C - visualize Power BI

  • Exploratory Data Analysis -- conduct exploratory data analysis to understand the characteristics and distributions of the variables in the dataset. Utilize descriptive statistics, and appropriate visualizations to gain insights into the data.
  • Sector Analysis -- visualize the distribution of unicorn companies across different sectors. This could involve creating cahrts, or treemaps to show the relative representation of sectors.
  • Geographic Analysis -- visualize the geographic distribution of unicorn companies by country of origin. This can be done using geographical visualizations to highlight the countries with the highest number of unicorn companies.
  • Investor Analysis -- explore the involvement of select investors in unicorn companies. Visualize the most active investors, analyze their portfolio distribution.

Useful Links

  • LinkedIn
  • Portfolio

A - Prepare

Data Collection

The data set is provided by CB Insights, it consists of one table: unicorn_companies.csv. Table contains 6 columns and 917 records.

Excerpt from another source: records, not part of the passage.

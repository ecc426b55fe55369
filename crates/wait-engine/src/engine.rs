//! The polling loop.

use crate::errors::WaitError;
use browser_session::Session;
use pageproof_core_types::{EngineConfig, WaitCondition};
use std::sync::Arc;
use std::time::{Duration, Instant};
use target_resolver::TargetResolver;
use tokio::time::sleep;
use tokio_util::sync::CancellationToken;
use tracing::{debug, trace};

/// How a wait ended. A timeout carries the last-observed state so the
/// caller can report something better than "timed out".
#[derive(Debug, Clone, PartialEq, Eq)]
pub enum WaitOutcome {
    Ready {
        waited_ms: u64,
    },
    TimedOut {
        waited_ms: u64,
        last_observed: String,
    },
    /// Cancellation was observed; polling stopped within one interval.
    Cancelled,
}

impl WaitOutcome {
    pub fn is_ready(&self) -> bool {
        matches!(self, WaitOutcome::Ready { .. })
    }
}

struct Probe {
    satisfied: bool,
    observed: String,
}

/// Poll-until-true over a session, with a fixed short interval.
///
/// The condition is evaluated once before the first sleep, so a
/// condition that already holds returns `Ready` without waiting.
pub struct WaitEngine {
    resolver: Arc<dyn TargetResolver>,
    poll_interval: Duration,
    network_quiet: Duration,
}

impl WaitEngine {
    pub fn new(resolver: Arc<dyn TargetResolver>, config: &EngineConfig) -> Self {
        Self {
            resolver,
            poll_interval: config.poll_interval(),
            network_quiet: config.network_quiet(),
        }
    }

    /// Poll `condition` until it holds, `timeout` elapses, or `cancel`
    /// fires. Returns `TimedOut` no later than `timeout` plus one poll
    /// interval.
    pub async fn wait(
        &self,
        session: &dyn Session,
        condition: &WaitCondition,
        timeout: Duration,
        cancel: &CancellationToken,
    ) -> Result<WaitOutcome, WaitError> {
        let started = Instant::now();
        let deadline = started + timeout;
        let mut quiet_since: Option<Instant> = None;

        debug!(condition = %condition, timeout_ms = timeout.as_millis() as u64, "wait start");

        loop {
            if cancel.is_cancelled() {
                return Ok(WaitOutcome::Cancelled);
            }

            let probe = self.probe(session, condition, &mut quiet_since).await?;
            let now = Instant::now();

            if probe.satisfied {
                let waited_ms = (now - started).as_millis() as u64;
                debug!(condition = %condition, waited_ms, "wait satisfied");
                return Ok(WaitOutcome::Ready { waited_ms });
            }
            trace!(condition = %condition, observed = %probe.observed, "wait probe");

            if now >= deadline {
                let waited_ms = (now - started).as_millis() as u64;
                debug!(condition = %condition, waited_ms, observed = %probe.observed, "wait timed out");
                return Ok(WaitOutcome::TimedOut {
                    waited_ms,
                    last_observed: probe.observed,
                });
            }

            let nap = self.poll_interval.min(deadline - now);
            tokio::select! {
                _ = cancel.cancelled() => return Ok(WaitOutcome::Cancelled),
                _ = sleep(nap) => {}
            }
        }
    }

    async fn probe(
        &self,
        session: &dyn Session,
        condition: &WaitCondition,
        quiet_since: &mut Option<Instant>,
    ) -> Result<Probe, WaitError> {
        match condition {
            WaitCondition::ElementResolvable { target } => {
                let doc = session.current_document().await?;
                let candidates = self.resolver.resolve(target, &doc)?;
                Ok(Probe {
                    satisfied: !candidates.is_empty(),
                    observed: format!("{} matches for {} at {}", candidates.len(), target, doc.url),
                })
            }

            WaitCondition::ElementVisible { target } => {
                let doc = session.current_document().await?;
                let candidates = self.resolver.resolve(target, &doc)?;
                let visible = candidates
                    .iter()
                    .filter_map(|h| doc.node(h))
                    .filter(|n| n.visible)
                    .count();
                Ok(Probe {
                    satisfied: visible > 0,
                    observed: format!(
                        "{} matches ({} visible) for {} at {}",
                        candidates.len(),
                        visible,
                        target,
                        doc.url
                    ),
                })
            }

            WaitCondition::UrlMatches { pattern } => {
                let url = session.current_url().await?;
                Ok(Probe {
                    satisfied: url.contains(pattern.as_str()),
                    observed: format!("url={}", url),
                })
            }

            WaitCondition::DocumentReady => {
                let doc = session.current_document().await?;
                Ok(Probe {
                    satisfied: doc.ready,
                    observed: format!("document not ready at {}", doc.url),
                })
            }

            WaitCondition::NetworkIdle => {
                let inflight = session.inflight_requests().await?;
                if inflight > 0 {
                    *quiet_since = None;
                    return Ok(Probe {
                        satisfied: false,
                        observed: format!("{} requests in flight", inflight),
                    });
                }
                let since = *quiet_since.get_or_insert_with(Instant::now);
                let quiet_for = Instant::now() - since;
                Ok(Probe {
                    satisfied: quiet_for >= self.network_quiet,
                    observed: format!("network quiet for {}ms", quiet_for.as_millis()),
                })
            }
        }
    }
}
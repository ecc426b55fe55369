//! Configuration layering: file, then environment, then flags.

use anyhow::{Context, Result};
use config::{Config, Environment, File};
use pageproof_core_types::EngineConfig;
use serde::{Deserialize, Serialize};
use std::path::{Path, PathBuf};

/// Everything the CLI needs beyond the engine defaults.
#[derive(Debug, Clone, Serialize, Deserialize)]
#[serde(default)]
pub struct AppConfig {
    pub engine: EngineConfig,

    /// Directory diagnostic artifacts are written into.
    pub artifacts_dir: PathBuf,
}

impl Default for AppConfig {
    fn default() -> Self {
        Self {
            engine: EngineConfig::default(),
            artifacts_dir: PathBuf::from("artifacts"),
        }
    }
}

/// Load configuration. An explicit file is required to exist; the
/// default `pageproof` file (json/yaml/toml) is optional. Environment
/// variables use the `PAGEPROOF_` prefix with `__` separators, e.g.
/// `PAGEPROOF_ENGINE__DEFAULT_TIMEOUT_MS=10000`.
pub fn load(file: Option<&Path>) -> Result<AppConfig> {
    let mut builder = Config::builder();

    builder = match file {
        Some(path) => builder.add_source(File::from(path)),
        None => builder.add_source(File::with_name("pageproof").required(false)),
    };

    builder = builder.add_source(Environment::with_prefix("PAGEPROOF").separator("__"));

    let config = builder.build().context("failed to read configuration")?;
    config
        .try_deserialize()
        .context("invalid configuration values")
}
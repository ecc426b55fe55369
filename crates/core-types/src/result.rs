//! Execution results: the engine's sole output contract.

use crate::error::StepError;
use crate::RunId;
use chrono::{DateTime, Utc};
use serde::{Deserialize, Serialize};

/// Outcome of one step.
#[derive(Debug, Clone, Copy, PartialEq, Eq, Serialize, Deserialize)]
pub enum StepStatus {
    Passed,
    Failed,
    TimedOut,
    /// Never attempted because an earlier step did not pass.
    NotRun,
}

impl StepStatus {
    pub fn is_passed(&self) -> bool {
        matches!(self, StepStatus::Passed)
    }
}

/// Reference to diagnostic artifacts stored in the artifact sink.
#[derive(Debug, Clone, Default, PartialEq, Eq, Serialize, Deserialize)]
pub struct ArtifactRef {
    /// Sink key of the screenshot, if one was captured.
    #[serde(default, skip_serializing_if = "Option::is_none")]
    pub screenshot: Option<String>,

    /// Sink key of the textual document/console snapshot.
    #[serde(default, skip_serializing_if = "Option::is_none")]
    pub snapshot: Option<String>,
}

impl ArtifactRef {
    pub fn is_empty(&self) -> bool {
        self.screenshot.is_none() && self.snapshot.is_none()
    }
}

/// Immutable record of one executed (or skipped) step.
#[derive(Debug, Clone, PartialEq, Eq, Serialize, Deserialize)]
pub struct StepResult {
    /// Zero-based position within the scenario.
    pub index: usize,

    /// Human label of the step, e.g. `click role=button name="Login"`.
    pub label: String,

    pub status: StepStatus,

    /// Why the step failed or timed out.
    #[serde(default, skip_serializing_if = "Option::is_none")]
    pub error: Option<StepError>,

    /// Diagnostic artifacts captured on failure.
    #[serde(default, skip_serializing_if = "Option::is_none")]
    pub artifact: Option<ArtifactRef>,

    /// Secondary note when diagnostic capture itself failed.
    #[serde(default, skip_serializing_if = "Option::is_none")]
    pub capture_note: Option<String>,

    pub started_at: DateTime<Utc>,

    pub latency_ms: u64,
}

impl StepResult {
    /// Record for a step that was never attempted.
    pub fn not_run(index: usize, label: String) -> Self {
        Self {
            index,
            label,
            status: StepStatus::NotRun,
            error: None,
            artifact: None,
            capture_note: None,
            started_at: Utc::now(),
            latency_ms: 0,
        }
    }
}

/// Ordered record of one scenario execution.
#[derive(Debug, Clone, PartialEq, Eq, Serialize, Deserialize)]
pub struct ScenarioResult {
    pub run_id: RunId,

    pub scenario: String,

    /// True iff every step passed.
    pub passed: bool,

    /// Scenario-level failure (session creation, cancellation). When a
    /// session could not be created there are no step results at all.
    #[serde(default, skip_serializing_if = "Option::is_none")]
    pub error: Option<String>,

    pub step_results: Vec<StepResult>,

    pub started_at: DateTime<Utc>,

    pub finished_at: DateTime<Utc>,

    pub latency_ms: u64,
}

impl ScenarioResult {
    pub fn new(scenario: impl Into<String>) -> Self {
        let now = Utc::now();
        Self {
            run_id: RunId::new(),
            scenario: scenario.into(),
            passed: false,
            error: None,
            step_results: Vec::new(),
            started_at: now,
            finished_at: now,
            latency_ms: 0,
        }
    }

    pub fn with_step(mut self, result: StepResult) -> Self {
        self.step_results.push(result);
        self
    }

    pub fn with_error(mut self, error: impl Into<String>) -> Self {
        self.passed = false;
        self.error = Some(error.into());
        self
    }

    /// Seal the result: set finish time, latency and the overall flag.
    pub fn finish(mut self) -> Self {
        self.finished_at = Utc::now();
        self.latency_ms = (self.finished_at - self.started_at).num_milliseconds().max(0) as u64;
        self.passed =
            self.error.is_none() && self.step_results.iter().all(|r| r.status.is_passed());
        self
    }

    /// First step that did not pass, if any.
    pub fn first_failure(&self) -> Option<&StepResult> {
        self.step_results
            .iter()
            .find(|r| !r.status.is_passed() && r.status != StepStatus::NotRun)
    }
}
//! Scenario and site file loading.
//!
//! The engine consumes parsed structures only; files are a CLI
//! concern. JSON and YAML are both accepted, keyed on extension.

use anyhow::{bail, Context, Result};
use browser_session::SiteModel;
use pageproof_core_types::Scenario;
use serde::de::DeserializeOwned;
use std::path::Path;

pub fn load_scenario(path: &Path) -> Result<Scenario> {
    let scenario: Scenario = load(path)?;
    if scenario.steps.is_empty() {
        bail!("scenario {:?} has no steps", scenario.name);
    }
    Ok(scenario)
}

pub fn load_site(path: &Path) -> Result<SiteModel> {
    load(path)
}

fn load<T: DeserializeOwned>(path: &Path) -> Result<T> {
    let raw = std::fs::read_to_string(path)
        .with_context(|| format!("cannot read {}", path.display()))?;

    let parsed = match path.extension().and_then(|e| e.to_str()) {
        Some("yaml") | Some("yml") => serde_yaml::from_str(&raw)
            .with_context(|| format!("invalid yaml in {}", path.display()))?,
        _ => serde_json::from_str(&raw)
            .with_context(|| format!("invalid json in {}", path.display()))?,
    };
    Ok(parsed)
}

#[cfg(test)]
mod tests {
    use super::*;
    use std::io::Write;

    #[test]
    fn loads_a_json_scenario() {
        let dir = tempfile::tempdir().unwrap();
        let path = dir.path().join("login.json");
        let mut file = std::fs::File::create(&path).unwrap();
        write!(
            file,
            r#"{{
              "name": "login",
              "steps": [
                {{"kind": "navigate", "url": "/login"}},
                {{"kind": "fill", "target": {{"kind": "by_label", "text": "Email"}}, "value": "a@b.com"}},
                {{"kind": "click", "target": {{"kind": "by_role", "role": "button", "name": "Login"}}}},
                {{"kind": "assert_visible", "target": {{"kind": "by_text", "text": "Dashboard"}}}}
              ]
            }}"#
        )
        .unwrap();

        let scenario = load_scenario(&path).unwrap();
        assert_eq!(scenario.name, "login");
        assert_eq!(scenario.steps.len(), 4);
    }

    #[test]
    fn empty_scenario_is_rejected() {
        let dir = tempfile::tempdir().unwrap();
        let path = dir.path().join("empty.json");
        std::fs::write(&path, r#"{"name":"empty","steps":[]}"#).unwrap();
        assert!(load_scenario(&path).is_err());
    }
}
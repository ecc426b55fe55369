//! Resolver: locator + snapshot -> ordered candidate handles.

use crate::errors::ResolveError;
use crate::strategies::Matcher;
use pageproof_core_types::{DomSnapshot, ElementHandle, Locator};
use tracing::debug;

/// Resolves declarative locators against an instantaneous snapshot.
pub trait TargetResolver: Send + Sync {
    /// Returns all matching elements in DOM order. An empty result is
    /// not an error; uniqueness policy belongs to the caller.
    fn resolve(
        &self,
        locator: &Locator,
        document: &DomSnapshot,
    ) -> Result<Vec<ElementHandle>, ResolveError>;
}

/// Default resolver over the flat snapshot model.
#[derive(Debug, Default)]
pub struct DefaultTargetResolver;

impl DefaultTargetResolver {
    pub fn new() -> Self {
        Self
    }
}

impl TargetResolver for DefaultTargetResolver {
    fn resolve(
        &self,
        locator: &Locator,
        document: &DomSnapshot,
    ) -> Result<Vec<ElementHandle>, ResolveError> {
        let matcher = Matcher::compile(locator)?;
        let candidates: Vec<ElementHandle> = document
            .nodes
            .iter()
            .filter(|node| matcher.matches(node))
            .map(|node| document.handle_for(node))
            .collect();

        debug!(
            locator = %locator,
            url = %document.url,
            candidates = candidates.len(),
            "resolved locator"
        );

        Ok(candidates)
    }
}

  • Company - name of a company, considered as id column as each company name is unique
  • Valuation - market valuation of a company (in $B), numerical with decimals
  • Date Added - date when company reached $1 billion valuation and was added into the list, datetime
  • Country - country from which company comes from, categorical
  • Category - industry in which the company operates, categorical
  • Select Investors - list of the companys' selected investors, categorical

Sample of the Unicorn Companies table is shown below.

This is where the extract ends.